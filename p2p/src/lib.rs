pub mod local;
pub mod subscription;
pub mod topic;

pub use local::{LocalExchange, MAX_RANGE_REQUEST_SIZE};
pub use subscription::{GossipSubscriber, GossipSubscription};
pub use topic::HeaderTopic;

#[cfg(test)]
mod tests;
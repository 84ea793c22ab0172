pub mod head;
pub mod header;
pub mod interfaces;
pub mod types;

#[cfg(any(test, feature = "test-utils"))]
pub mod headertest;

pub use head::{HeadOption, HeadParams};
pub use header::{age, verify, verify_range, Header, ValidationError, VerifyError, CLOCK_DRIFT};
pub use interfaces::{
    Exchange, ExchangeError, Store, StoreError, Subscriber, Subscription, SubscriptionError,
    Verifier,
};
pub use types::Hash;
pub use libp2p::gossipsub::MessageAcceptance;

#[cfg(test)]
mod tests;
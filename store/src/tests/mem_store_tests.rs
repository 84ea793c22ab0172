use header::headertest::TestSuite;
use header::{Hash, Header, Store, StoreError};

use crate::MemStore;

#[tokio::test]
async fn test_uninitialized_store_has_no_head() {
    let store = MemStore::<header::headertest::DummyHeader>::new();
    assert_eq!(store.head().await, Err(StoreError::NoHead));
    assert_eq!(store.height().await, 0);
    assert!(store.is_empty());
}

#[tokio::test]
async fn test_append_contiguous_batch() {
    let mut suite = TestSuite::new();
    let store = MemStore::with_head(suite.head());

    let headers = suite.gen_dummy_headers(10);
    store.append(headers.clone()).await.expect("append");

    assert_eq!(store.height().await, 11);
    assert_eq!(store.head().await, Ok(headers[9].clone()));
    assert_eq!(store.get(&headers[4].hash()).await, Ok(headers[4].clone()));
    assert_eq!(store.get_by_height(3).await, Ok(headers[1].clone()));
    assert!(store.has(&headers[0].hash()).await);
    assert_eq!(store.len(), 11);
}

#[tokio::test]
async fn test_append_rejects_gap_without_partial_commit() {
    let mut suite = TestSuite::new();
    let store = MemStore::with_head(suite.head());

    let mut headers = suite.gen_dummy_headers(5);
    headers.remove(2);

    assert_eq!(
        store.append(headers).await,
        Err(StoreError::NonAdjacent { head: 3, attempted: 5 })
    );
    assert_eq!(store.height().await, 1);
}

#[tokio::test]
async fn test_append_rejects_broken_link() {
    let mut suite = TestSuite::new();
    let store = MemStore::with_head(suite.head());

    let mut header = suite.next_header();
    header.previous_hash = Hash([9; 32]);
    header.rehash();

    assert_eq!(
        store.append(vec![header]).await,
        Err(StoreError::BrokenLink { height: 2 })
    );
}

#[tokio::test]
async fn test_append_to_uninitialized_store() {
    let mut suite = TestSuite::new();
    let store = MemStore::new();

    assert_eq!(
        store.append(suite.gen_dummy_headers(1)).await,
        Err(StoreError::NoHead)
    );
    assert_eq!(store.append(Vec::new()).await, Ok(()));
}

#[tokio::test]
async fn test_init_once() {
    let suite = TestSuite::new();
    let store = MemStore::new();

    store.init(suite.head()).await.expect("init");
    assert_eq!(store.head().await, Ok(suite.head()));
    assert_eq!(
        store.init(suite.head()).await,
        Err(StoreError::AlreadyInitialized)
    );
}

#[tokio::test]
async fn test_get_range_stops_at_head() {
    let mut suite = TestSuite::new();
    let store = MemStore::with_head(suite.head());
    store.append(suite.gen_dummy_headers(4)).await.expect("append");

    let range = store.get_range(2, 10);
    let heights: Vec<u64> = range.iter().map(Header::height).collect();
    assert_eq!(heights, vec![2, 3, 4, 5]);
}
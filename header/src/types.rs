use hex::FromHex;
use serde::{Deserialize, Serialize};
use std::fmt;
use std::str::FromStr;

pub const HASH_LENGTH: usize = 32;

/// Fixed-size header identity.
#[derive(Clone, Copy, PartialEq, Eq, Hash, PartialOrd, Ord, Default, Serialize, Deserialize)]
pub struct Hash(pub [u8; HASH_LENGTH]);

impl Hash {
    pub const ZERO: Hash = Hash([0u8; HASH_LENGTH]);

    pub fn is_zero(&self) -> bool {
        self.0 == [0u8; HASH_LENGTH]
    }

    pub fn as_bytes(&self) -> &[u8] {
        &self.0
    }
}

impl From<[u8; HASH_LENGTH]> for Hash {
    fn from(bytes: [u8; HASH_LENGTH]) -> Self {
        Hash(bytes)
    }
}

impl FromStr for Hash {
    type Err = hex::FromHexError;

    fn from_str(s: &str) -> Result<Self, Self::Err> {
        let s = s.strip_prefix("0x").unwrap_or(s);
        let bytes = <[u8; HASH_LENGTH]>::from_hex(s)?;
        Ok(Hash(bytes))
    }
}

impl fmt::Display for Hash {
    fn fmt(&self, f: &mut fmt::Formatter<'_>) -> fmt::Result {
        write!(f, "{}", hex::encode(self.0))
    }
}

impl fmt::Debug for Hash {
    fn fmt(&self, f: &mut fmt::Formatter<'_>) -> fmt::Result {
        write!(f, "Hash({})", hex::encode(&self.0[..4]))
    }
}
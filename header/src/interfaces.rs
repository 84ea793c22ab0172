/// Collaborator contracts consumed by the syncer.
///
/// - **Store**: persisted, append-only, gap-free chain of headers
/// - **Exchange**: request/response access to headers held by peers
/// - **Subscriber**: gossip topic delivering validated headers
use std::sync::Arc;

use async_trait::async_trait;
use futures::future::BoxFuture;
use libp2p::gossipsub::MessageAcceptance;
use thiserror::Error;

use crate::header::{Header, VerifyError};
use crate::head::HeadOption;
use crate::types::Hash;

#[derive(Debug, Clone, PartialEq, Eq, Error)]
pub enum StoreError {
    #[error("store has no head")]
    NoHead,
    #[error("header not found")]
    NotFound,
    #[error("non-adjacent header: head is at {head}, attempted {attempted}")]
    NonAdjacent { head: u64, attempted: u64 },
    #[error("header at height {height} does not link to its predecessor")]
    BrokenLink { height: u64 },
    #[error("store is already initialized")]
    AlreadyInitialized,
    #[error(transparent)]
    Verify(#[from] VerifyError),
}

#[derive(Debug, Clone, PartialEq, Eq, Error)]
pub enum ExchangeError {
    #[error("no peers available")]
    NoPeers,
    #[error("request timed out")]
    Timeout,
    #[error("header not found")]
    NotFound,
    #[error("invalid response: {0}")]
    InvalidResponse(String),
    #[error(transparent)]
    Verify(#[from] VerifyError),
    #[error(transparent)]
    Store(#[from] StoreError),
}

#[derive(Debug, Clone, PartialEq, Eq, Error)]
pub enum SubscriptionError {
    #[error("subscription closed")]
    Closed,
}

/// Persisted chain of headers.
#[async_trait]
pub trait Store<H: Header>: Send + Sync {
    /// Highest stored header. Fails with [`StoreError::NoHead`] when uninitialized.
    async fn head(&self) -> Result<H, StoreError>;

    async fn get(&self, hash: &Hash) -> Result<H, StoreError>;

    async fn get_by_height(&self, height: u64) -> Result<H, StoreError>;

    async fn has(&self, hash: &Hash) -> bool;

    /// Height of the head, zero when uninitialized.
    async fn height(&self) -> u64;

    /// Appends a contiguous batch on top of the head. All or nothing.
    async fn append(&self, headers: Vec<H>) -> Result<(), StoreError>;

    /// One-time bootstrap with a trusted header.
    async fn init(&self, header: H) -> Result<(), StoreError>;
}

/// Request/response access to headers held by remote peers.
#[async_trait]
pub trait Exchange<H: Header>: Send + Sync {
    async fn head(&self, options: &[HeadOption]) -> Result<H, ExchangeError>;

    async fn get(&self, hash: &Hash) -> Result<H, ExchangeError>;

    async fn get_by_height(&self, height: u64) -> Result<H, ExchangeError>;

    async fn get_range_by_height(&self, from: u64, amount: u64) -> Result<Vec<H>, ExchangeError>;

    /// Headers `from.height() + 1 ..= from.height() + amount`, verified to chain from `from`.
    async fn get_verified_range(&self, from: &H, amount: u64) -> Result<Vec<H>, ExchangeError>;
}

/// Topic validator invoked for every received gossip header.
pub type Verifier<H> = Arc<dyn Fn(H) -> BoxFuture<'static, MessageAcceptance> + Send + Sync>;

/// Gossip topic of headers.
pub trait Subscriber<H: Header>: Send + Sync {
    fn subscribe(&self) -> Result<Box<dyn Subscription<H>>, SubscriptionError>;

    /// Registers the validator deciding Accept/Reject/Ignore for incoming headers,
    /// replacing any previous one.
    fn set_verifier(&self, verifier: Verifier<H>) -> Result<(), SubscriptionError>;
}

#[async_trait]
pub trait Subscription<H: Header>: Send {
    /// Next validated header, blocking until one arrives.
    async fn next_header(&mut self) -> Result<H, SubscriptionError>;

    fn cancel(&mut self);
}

==

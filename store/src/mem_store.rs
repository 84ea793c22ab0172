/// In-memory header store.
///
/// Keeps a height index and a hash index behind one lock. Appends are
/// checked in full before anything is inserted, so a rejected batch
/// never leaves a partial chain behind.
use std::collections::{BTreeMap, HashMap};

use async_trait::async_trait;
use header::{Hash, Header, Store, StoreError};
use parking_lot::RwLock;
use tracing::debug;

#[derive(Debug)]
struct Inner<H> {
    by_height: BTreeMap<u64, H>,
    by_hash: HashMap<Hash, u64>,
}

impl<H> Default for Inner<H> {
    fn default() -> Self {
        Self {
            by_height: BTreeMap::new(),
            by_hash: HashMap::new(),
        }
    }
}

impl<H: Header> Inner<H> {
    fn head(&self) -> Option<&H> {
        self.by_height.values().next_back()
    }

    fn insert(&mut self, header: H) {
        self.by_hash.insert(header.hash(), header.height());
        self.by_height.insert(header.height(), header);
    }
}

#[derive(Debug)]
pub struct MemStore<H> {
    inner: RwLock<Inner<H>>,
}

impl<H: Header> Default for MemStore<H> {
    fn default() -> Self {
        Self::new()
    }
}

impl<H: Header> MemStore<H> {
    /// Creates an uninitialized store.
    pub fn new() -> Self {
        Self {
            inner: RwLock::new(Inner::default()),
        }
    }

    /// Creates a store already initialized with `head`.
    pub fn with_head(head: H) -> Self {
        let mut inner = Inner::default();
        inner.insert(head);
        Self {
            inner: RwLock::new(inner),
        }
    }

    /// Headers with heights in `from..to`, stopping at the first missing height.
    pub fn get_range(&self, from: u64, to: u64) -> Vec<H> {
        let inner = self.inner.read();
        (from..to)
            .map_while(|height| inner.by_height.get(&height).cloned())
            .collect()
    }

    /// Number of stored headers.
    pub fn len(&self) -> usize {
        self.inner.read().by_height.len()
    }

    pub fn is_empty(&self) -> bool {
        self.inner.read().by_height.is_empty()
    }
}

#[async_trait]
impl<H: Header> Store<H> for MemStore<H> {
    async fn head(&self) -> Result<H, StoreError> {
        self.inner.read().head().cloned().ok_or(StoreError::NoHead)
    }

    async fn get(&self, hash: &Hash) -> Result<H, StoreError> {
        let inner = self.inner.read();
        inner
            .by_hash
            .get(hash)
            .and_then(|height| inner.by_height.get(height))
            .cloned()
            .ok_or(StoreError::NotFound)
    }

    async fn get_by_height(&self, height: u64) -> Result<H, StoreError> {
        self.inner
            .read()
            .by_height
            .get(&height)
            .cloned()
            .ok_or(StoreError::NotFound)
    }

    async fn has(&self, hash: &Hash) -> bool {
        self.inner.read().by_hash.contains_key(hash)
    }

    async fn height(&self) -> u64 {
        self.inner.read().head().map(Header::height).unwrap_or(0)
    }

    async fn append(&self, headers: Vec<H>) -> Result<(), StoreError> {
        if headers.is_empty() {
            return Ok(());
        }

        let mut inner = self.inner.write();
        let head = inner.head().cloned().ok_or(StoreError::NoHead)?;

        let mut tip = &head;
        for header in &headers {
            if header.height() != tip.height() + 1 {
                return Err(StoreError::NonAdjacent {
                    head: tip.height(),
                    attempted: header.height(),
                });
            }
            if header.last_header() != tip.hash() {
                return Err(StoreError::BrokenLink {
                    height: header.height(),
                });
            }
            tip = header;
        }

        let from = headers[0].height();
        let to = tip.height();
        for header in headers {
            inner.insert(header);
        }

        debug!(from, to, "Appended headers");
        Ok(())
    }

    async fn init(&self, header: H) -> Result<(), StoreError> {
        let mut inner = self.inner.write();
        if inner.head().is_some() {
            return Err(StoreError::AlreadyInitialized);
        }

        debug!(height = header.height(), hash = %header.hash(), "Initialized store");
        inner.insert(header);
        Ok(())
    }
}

---

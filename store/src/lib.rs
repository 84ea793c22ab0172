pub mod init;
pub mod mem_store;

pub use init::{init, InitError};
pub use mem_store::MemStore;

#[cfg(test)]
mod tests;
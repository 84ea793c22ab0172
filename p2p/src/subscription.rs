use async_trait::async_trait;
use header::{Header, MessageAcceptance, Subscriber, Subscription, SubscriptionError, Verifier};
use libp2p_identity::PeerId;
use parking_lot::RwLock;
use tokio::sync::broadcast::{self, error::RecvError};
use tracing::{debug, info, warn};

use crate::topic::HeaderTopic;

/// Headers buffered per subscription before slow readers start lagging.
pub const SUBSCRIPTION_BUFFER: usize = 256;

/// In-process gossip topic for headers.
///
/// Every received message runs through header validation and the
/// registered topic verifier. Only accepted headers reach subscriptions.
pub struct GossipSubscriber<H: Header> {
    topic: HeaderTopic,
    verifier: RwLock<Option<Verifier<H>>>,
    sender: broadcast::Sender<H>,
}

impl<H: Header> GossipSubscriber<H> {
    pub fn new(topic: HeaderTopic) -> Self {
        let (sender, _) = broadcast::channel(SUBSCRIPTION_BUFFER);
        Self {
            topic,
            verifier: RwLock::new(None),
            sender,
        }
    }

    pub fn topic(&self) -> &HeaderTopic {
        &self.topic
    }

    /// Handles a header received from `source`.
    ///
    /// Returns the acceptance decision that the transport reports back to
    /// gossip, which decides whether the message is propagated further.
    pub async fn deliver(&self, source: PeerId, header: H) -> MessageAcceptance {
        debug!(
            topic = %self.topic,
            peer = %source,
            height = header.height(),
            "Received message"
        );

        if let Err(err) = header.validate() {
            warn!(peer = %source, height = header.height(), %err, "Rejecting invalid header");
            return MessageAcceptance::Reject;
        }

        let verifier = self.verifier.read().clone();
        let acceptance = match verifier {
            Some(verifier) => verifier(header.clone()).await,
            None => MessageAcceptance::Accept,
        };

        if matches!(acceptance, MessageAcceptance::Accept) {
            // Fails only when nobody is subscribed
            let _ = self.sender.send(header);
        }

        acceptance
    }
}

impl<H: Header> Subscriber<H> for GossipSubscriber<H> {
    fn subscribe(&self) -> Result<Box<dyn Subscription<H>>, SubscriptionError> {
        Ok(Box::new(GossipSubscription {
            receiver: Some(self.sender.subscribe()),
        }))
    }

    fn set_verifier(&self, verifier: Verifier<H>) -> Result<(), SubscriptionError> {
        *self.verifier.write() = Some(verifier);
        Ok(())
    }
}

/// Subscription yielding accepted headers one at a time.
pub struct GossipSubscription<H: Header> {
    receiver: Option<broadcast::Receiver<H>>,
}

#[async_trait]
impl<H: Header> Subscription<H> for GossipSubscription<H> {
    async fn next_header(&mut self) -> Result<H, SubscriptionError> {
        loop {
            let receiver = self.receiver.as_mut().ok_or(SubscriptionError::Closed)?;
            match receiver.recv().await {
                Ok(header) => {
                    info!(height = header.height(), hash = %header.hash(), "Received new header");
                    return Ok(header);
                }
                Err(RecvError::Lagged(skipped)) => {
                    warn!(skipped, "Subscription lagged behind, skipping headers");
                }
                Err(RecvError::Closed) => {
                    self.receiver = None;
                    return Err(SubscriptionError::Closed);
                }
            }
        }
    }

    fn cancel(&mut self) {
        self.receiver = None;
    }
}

- _WORK ITEM_: Print again the lines of the entries above that fall between the line holding "filename p2p/src/lib.rs" and the line holding "async fn test_uninitialized_store_has_no_head()", inclusive, exactly as they stand.

- _ANSWER TO THIS EXERCISE_:
filename p2p/src/lib.rs
pub mod local;
pub mod subscription;
pub mod topic;

pub use local::{LocalExchange, MAX_RANGE_REQUEST_SIZE};
pub use subscription::{GossipSubscriber, GossipSubscription};
pub use topic::HeaderTopic;

#[cfg(test)]
mod tests;
repository 84ea793c22ab0172
pub mod head;
pub mod header;
pub mod interfaces;
pub mod types;

#[cfg(any(test, feature = "test-utils"))]
pub mod headertest;

pub use head::{HeadOption, HeadParams};
pub use header::{age, verify, verify_range, Header, ValidationError, VerifyError, CLOCK_DRIFT};
pub use interfaces::{
    Exchange, ExchangeError, Store, StoreError, Subscriber, Subscription, SubscriptionError,
    Verifier,
};
pub use types::Hash;
pub use libp2p::gossipsub::MessageAcceptance;

#[cfg(test)]
mod tests;
filename store/src/tests/mem_store_tests.rs
repository 84ea793c22ab0172
use header::headertest::TestSuite;
use header::{Hash, Header, Store, StoreError};

use crate::MemStore;

#[tokio::test]
async fn test_uninitialized_store_has_no_head() {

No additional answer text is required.